Start of Task material
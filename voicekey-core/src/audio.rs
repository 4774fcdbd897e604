//! # Audio Capture Module
//!
//! Microphone capture through CPAL (Cross-Platform Audio Library), exposed as
//! a pull-based [`FrameSource`].
//!
//! The stream callback only forwards sample chunks over a bounded channel.
//! Each pull drains that channel into a sliding window and returns the most
//! recent `frame_size` samples, so the driver always analyses fresh audio no
//! matter how the device sizes its buffers.
//!
//! ## Features
//! - Default input device selection
//! - Sample rate chosen as close to 44.1 kHz as the device allows
//! - Downmix of multi-channel input to mono

use std::collections::VecDeque;
use std::sync::Arc;
use std::sync::atomic::{AtomicUsize, Ordering};

use anyhow::{anyhow, Context, Result};
use cpal::traits::{DeviceTrait, HostTrait, StreamTrait};
use cpal::SupportedStreamConfigRange;
use crossbeam_channel::Receiver;
use tracing::{info, warn};

use crate::driver::FrameSource;
use crate::frame::AudioFrame;

/// Preferred capture rate.
pub const TARGET_SAMPLE_RATE: u32 = 44100;

// Chunks buffered between the callback and the driver before dropping.
const CHUNK_QUEUE_DEPTH: usize = 64;

/// Keeps the most recent `capacity` samples.
#[derive(Debug, Clone)]
pub struct SampleWindow {
    samples: VecDeque<f32>,
    capacity: usize,
}

impl SampleWindow {
    pub fn new(capacity: usize) -> Self {
        Self {
            samples: VecDeque::with_capacity(capacity),
            capacity,
        }
    }

    pub fn push(&mut self, chunk: &[f32]) {
        // Only the tail of an oversized chunk can survive.
        let start = chunk.len().saturating_sub(self.capacity);
        for &sample in &chunk[start..] {
            if self.samples.len() == self.capacity {
                self.samples.pop_front();
            }
            self.samples.push_back(sample);
        }
    }

    pub fn is_full(&self) -> bool {
        self.samples.len() == self.capacity
    }

    /// Copies the window out, oldest sample first.
    pub fn snapshot(&self) -> Vec<f32> {
        self.samples.iter().copied().collect()
    }
}

/// Live microphone input.
///
/// Holds the CPAL stream, which must stay on the thread that created it.
pub struct CpalCapture {
    stream: cpal::Stream,
    receiver: Receiver<Vec<f32>>,
    window: SampleWindow,
    sample_rate: u32,
    // Chunks the callback could not queue; read and reset on each pull.
    dropped: Arc<AtomicUsize>,
}

impl CpalCapture {
    /// Starts capturing from the default input device.
    ///
    /// # Arguments
    /// * `frame_size` - Number of samples in each frame handed to the driver
    ///
    /// # Returns
    /// * `Ok(capture)` - Running capture; dropping it stops the stream
    /// * `Err(e)` - No device, no usable f32 format, or the stream failed to start
    pub fn start(frame_size: usize) -> Result<Self> {
        let host = cpal::default_host();
        let device = host
            .default_input_device()
            .ok_or_else(|| anyhow!("No input device available"))?;

        info!("Using audio input device: {}", device.name()?);

        let configs = device
            .supported_input_configs()
            .context("querying input configurations")?
            .collect::<Vec<_>>();
        let supported_config = find_supported_config(configs, TARGET_SAMPLE_RATE)
            .ok_or_else(|| anyhow!("No suitable f32 input format found"))?;

        let rate = TARGET_SAMPLE_RATE.clamp(
            supported_config.min_sample_rate().0,
            supported_config.max_sample_rate().0,
        );
        let config = supported_config.with_sample_rate(cpal::SampleRate(rate));
        let sample_rate = config.sample_rate().0;
        let channels = config.channels() as usize;
        let config: cpal::StreamConfig = config.into();

        info!(sample_rate, channels, frame_size, "Selected input format");

        let (sender, receiver) = crossbeam_channel::bounded::<Vec<f32>>(CHUNK_QUEUE_DEPTH);
        let dropped = Arc::new(AtomicUsize::new(0));
        let callback_dropped = Arc::clone(&dropped);
        let err_fn = |err| warn!("An error occurred on the audio stream: {}", err);

        let stream = device.build_input_stream(
            &config,
            move |data: &[f32], _: &cpal::InputCallbackInfo| {
                // Never block the audio thread; count what does not fit.
                if sender.try_send(downmix(data, channels)).is_err() {
                    callback_dropped.fetch_add(1, Ordering::Relaxed);
                }
            },
            err_fn,
            None,
        )?;

        stream.play().context("starting input stream")?;

        Ok(Self {
            stream,
            receiver,
            window: SampleWindow::new(frame_size),
            sample_rate,
            dropped,
        })
    }
}

impl FrameSource for CpalCapture {
    fn next_frame(&mut self) -> Option<AudioFrame> {
        for chunk in self.receiver.try_iter() {
            self.window.push(&chunk);
        }
        let dropped = self.dropped.swap(0, Ordering::Relaxed);
        if dropped > 0 {
            warn!(dropped, "capture queue full, audio chunks dropped");
        }
        if !self.window.is_full() {
            return None;
        }
        AudioFrame::new(self.window.snapshot(), self.sample_rate).ok()
    }
}

impl Drop for CpalCapture {
    fn drop(&mut self) {
        if let Err(e) = self.stream.pause() {
            warn!("Error pausing input stream: {}", e);
        }
    }
}

/// Averages interleaved channels into one.
fn downmix(data: &[f32], channels: usize) -> Vec<f32> {
    if channels <= 1 {
        return data.to_vec();
    }
    data.chunks(channels)
        .map(|frame| frame.iter().sum::<f32>() / frame.len() as f32)
        .collect()
}

/// Finds the best supported f32 configuration: fewest channels first, then
/// the range closest to `target_rate`.
fn find_supported_config(
    configs: Vec<SupportedStreamConfigRange>,
    target_rate: u32,
) -> Option<SupportedStreamConfigRange> {
    configs
        .into_iter()
        .filter(|c| c.sample_format() == cpal::SampleFormat::F32)
        .min_by_key(|c| {
            let min = c.min_sample_rate().0;
            let max = c.max_sample_rate().0;
            let distance = if (min..=max).contains(&target_rate) {
                0
            } else {
                min.abs_diff(target_rate).min(max.abs_diff(target_rate))
            };
            (c.channels(), distance)
        })
}

#[cfg(test)]
mod tests {
    use super::*;

    #[test]
    fn window_keeps_latest_samples() {
        let mut window = SampleWindow::new(4);
        window.push(&[1.0, 2.0]);
        assert!(!window.is_full());
        window.push(&[3.0, 4.0, 5.0]);
        assert!(window.is_full());
        assert_eq!(window.snapshot(), vec![2.0, 3.0, 4.0, 5.0]);
    }

    #[test]
    fn oversized_chunk_keeps_its_tail() {
        let mut window = SampleWindow::new(3);
        window.push(&[1.0, 2.0, 3.0, 4.0, 5.0, 6.0]);
        assert_eq!(window.snapshot(), vec![4.0, 5.0, 6.0]);
    }

    #[test]
    fn downmix_averages_channels() {
        assert_eq!(downmix(&[1.0, 0.0, 0.5, 0.5], 2), vec![0.5, 0.5]);
        assert_eq!(downmix(&[0.25, -0.25], 1), vec![0.25, -0.25]);
    }
}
End of Task material
Work to complete
Looking at the listing above, how many of its lines contain the string "FrameSource"? Give the number alone.

Answer for the task
3